The biggest fear is that of relapse, and associated with this the fear that the person will stop taking their medicines. Because of this, parents become increasingly protective— who can blame them? They observe the behaviour of the person who is unwell, watching what he is doing and where he is going, to the point that they become exhausted monitoring everything about their relative. It is not that they are trying to control their relative, although it might seem so to others, it is that they want to allay any possibility of relapse or other type of crisis. For the person who is unwell, the parent’s behaviour may seem to be distrustful or suspicious and they may react negatively to it. Often parents stop thinking of their own interests, their own desires and become fixated on the unwell person.
If the person stays at home, isolated and inactive, the parent worries again, this time about how to encourage him to be active.

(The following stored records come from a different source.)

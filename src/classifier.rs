//! Lighting-condition classifier.
//!
//! Compares two consecutive light readings against the configured
//! [`ThresholdConfig`] and decides whether a notification-worthy change
//! happened.  Two independent rule families contribute recipient groups:
//!
//! ```text
//!  delta = |current - previous|
//!
//!  magnitude:   d >= band[0] ─▶ d1   d >= band[1] ─▶ d2   ...   (all that apply)
//!  transition:  prev < bright < cur ─▶ artificial
//!               prev > bright > cur ─▶ natural
//!               prev < dark   < cur ─▶ natural | artificial     (first match only)
//!               prev > dark   > cur ─▶ dark
//! ```
//!
//! Threshold comparisons are strict: a reading sitting exactly on a
//! threshold has not crossed it.  The classifier is a pure function; the
//! noise floor is applied by the caller before classification, so a small
//! delta that straddles a threshold still produces a transition event.

use serde::{Deserialize, Serialize};

use crate::config::ThresholdConfig;
use crate::error::SensorError;

/// Largest value a 10-bit ADC conversion can produce.
pub const READING_MAX: u16 = 1023;

// ───────────────────────────────────────────────────────────────
// Reading
// ───────────────────────────────────────────────────────────────

/// Relative light intensity on one ADC channel, `0..=1023`.
#[derive(Debug, Clone, Copy, PartialEq, Eq, PartialOrd, Ord, Hash, Serialize)]
pub struct Reading(u16);

impl Reading {
    pub const MIN: Self = Self(0);
    pub const MAX: Self = Self(READING_MAX);

    pub const fn value(self) -> u16 {
        self.0
    }

    /// Absolute difference between two readings.
    pub const fn delta(self, other: Self) -> u16 {
        self.0.abs_diff(other.0)
    }

    /// `self - amount`, floored at zero.
    #[must_use]
    pub const fn saturating_sub(self, amount: u16) -> Self {
        Self(self.0.saturating_sub(amount))
    }
}

impl TryFrom<u16> for Reading {
    type Error = SensorError;

    fn try_from(raw: u16) -> Result<Self, Self::Error> {
        if raw > READING_MAX {
            return Err(SensorError::OutOfRange);
        }
        Ok(Self(raw))
    }
}

impl core::fmt::Display for Reading {
    fn fmt(&self, f: &mut core::fmt::Formatter<'_>) -> core::fmt::Result {
        write!(f, "{}", self.0)
    }
}

// ───────────────────────────────────────────────────────────────
// Icons and conditions
// ───────────────────────────────────────────────────────────────

/// Icon selector understood by the receiving app (`ic_lightbulb_<token>`).
#[derive(Debug, Clone, Copy, PartialEq, Eq, Hash, Default, Serialize, Deserialize)]
pub enum IconToken {
    /// Plain bulb; used when nothing selects a more specific icon.
    #[default]
    #[serde(rename = "b")]
    Bulb,
    #[serde(rename = "r")]
    Fluctuation,
    #[serde(rename = "y")]
    Artificial,
    #[serde(rename = "g")]
    Natural,
}

impl IconToken {
    pub const fn as_str(self) -> &'static str {
        match self {
            Self::Bulb => "b",
            Self::Fluctuation => "r",
            Self::Artificial => "y",
            Self::Natural => "g",
        }
    }
}

/// The lighting condition a threshold crossing leads into.
#[derive(Debug, Clone, Copy, PartialEq, Eq, Hash, Serialize)]
pub enum LightingCondition {
    Artificial,
    Natural,
    Dark,
}

impl LightingCondition {
    /// Recipient group for this condition.
    pub const fn group(self) -> &'static str {
        match self {
            Self::Artificial => "artificial",
            Self::Natural => "natural",
            Self::Dark => "dark",
        }
    }

    pub const fn label(self) -> &'static str {
        match self {
            Self::Artificial => "Artificial Lighting",
            Self::Natural => "Natural Lighting",
            Self::Dark => "Absence of Light",
        }
    }

    /// Icon override.  Darkness keeps whatever icon was already selected.
    pub const fn icon(self) -> Option<IconToken> {
        match self {
            Self::Artificial => Some(IconToken::Artificial),
            Self::Natural => Some(IconToken::Natural),
            Self::Dark => None,
        }
    }

    /// Detect a threshold crossing between two readings.  Rules are
    /// evaluated in order and the first match wins.
    pub fn detect(previous: Reading, current: Reading, config: &ThresholdConfig) -> Option<Self> {
        let (k0, k1) = (previous.value(), current.value());
        let dark = config.dark_threshold();
        let bright = config.bright_threshold();

        if k0 < bright && bright < k1 {
            Some(Self::Artificial)
        } else if k0 > bright && bright > k1 {
            Some(Self::Natural)
        } else if k0 < dark && dark < k1 {
            // Leaving darkness: where we landed decides the kind of light.
            if k1 < bright {
                Some(Self::Natural)
            } else {
                Some(Self::Artificial)
            }
        } else if k0 > dark && dark > k1 {
            Some(Self::Dark)
        } else {
            None
        }
    }
}

// ───────────────────────────────────────────────────────────────
// Classified event
// ───────────────────────────────────────────────────────────────

/// A notification-worthy lighting change.
///
/// `groups` is never empty: "nothing happened" is expressed as `None`
/// from [`classify`], not as an event without recipients.
#[derive(Debug, Clone, PartialEq, Eq, Serialize)]
pub struct ClassifiedEvent {
    /// Recipient groups in evaluation order (magnitude bands, then transition).
    pub groups: Vec<String>,
    pub condition_label: String,
    pub icon: IconToken,
    /// Threshold crossing that fired, if any.
    pub condition: Option<LightingCondition>,
    pub previous: Reading,
    pub current: Reading,
}

/// Classify a reading pair.  Returns `None` when neither a magnitude band
/// nor a transition rule applies.
pub fn classify(
    previous: Reading,
    current: Reading,
    config: &ThresholdConfig,
) -> Option<ClassifiedEvent> {
    let delta = previous.delta(current);

    let mut groups = Vec::new();
    let mut label = "";
    let mut icon = IconToken::default();

    // Bands are strictly ascending, so the first miss ends the walk.
    for band in config.bands().iter().take_while(|b| delta >= b.threshold) {
        groups.push(band.group.clone());
        label = &band.label;
        if let Some(band_icon) = band.icon {
            icon = band_icon;
        }
    }

    let condition = LightingCondition::detect(previous, current, config);
    if let Some(cond) = condition {
        groups.push(cond.group().to_owned());
        label = cond.label();
        if let Some(cond_icon) = cond.icon() {
            icon = cond_icon;
        }
    }

    if groups.is_empty() {
        return None;
    }

    Some(ClassifiedEvent {
        groups,
        condition_label: label.to_owned(),
        icon,
        condition,
        previous,
        current,
    })
}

The parents worry about too much or too little activity. They may search unstintingly for meaningful activities. In some cases parents provide work activities for their relative through friends. They may work packing groceries, stuffing envelopes, walking dogs, or mowing lawns. Sometimes they undertake more ambitious employment initiatives. All the time the burden remains, for even the responsibility of a job is seen as that of the parent who may have found the job in the first place.
Despite the known fact that people with schizophrenia are of normal intelligence, when it comes to money management, or insight into daily affairs, the illness robs them of their abilities. Parents may become involved in managing their money and advising them on expenditures, never giving them enough money to compromise their health in any way. If they are living away from the family home, it is very common for parents to pay the rent, help to buy the food, clean the flat and pick up the mail. Without this "overprotective" behaviour, eviction notices may arrive, cleanliness may be sacrificed, and the person may not eat properly.
The Family Association: Mental Health, in Krakow, Poland, like many family associations before it, carried out an inquiry connected to family burden. Most of the parents responding to the questionnaire had been caring for their relative for an average of seventeen years. The most burdensome things were helplessness, fear, the necessity of changing plans, dreams lost for their son or daughter. During an acute phase, families found the inability to communicate, and symptoms of aggression extremely difficult. A nagging question for all families was the unpredictability of the future, whether it would hold any possibilities for their loved one, and what would happen when parents could no longer care.
Having established what constituted burden, the Krakow group went on to consider what could be done to alleviate it. First of all the families should be provided with knowledge that would help them to understand the unwell person. Everyone needed hope to sustain them. A great deal of relief could be found by talking to others, the doctor, other family members and especially other families in the same position, and of finding “you are not alone”. (One family group in South Africa calls itself YANA.) In meeting together, families begin to recognize that life can go on and that you should not feel guilty about enjoying at least some of your life. It is good for families to learn that to give up all social activities and devote their entire life to the unwell person is not healthy or beneficial. Through family groups family carers get a more balanced view of their situation; accepting advice from other families who see their problems from a more rational perspective.
The Krakow group has been in existence for ten years and works out of the Occupational Therapy Workshops. Their main project is the social firm "Hotel" where 20 mentally disabled persons are employed. They also have a housing project, summer and winter camps, trips and help support a small shop which sells the crafts made by patients. They are active in public awareness and anti-stigma initiatives.
Information provided by Sofia Puchelak, President of Family Association: Mental Health, Krakow, Poland.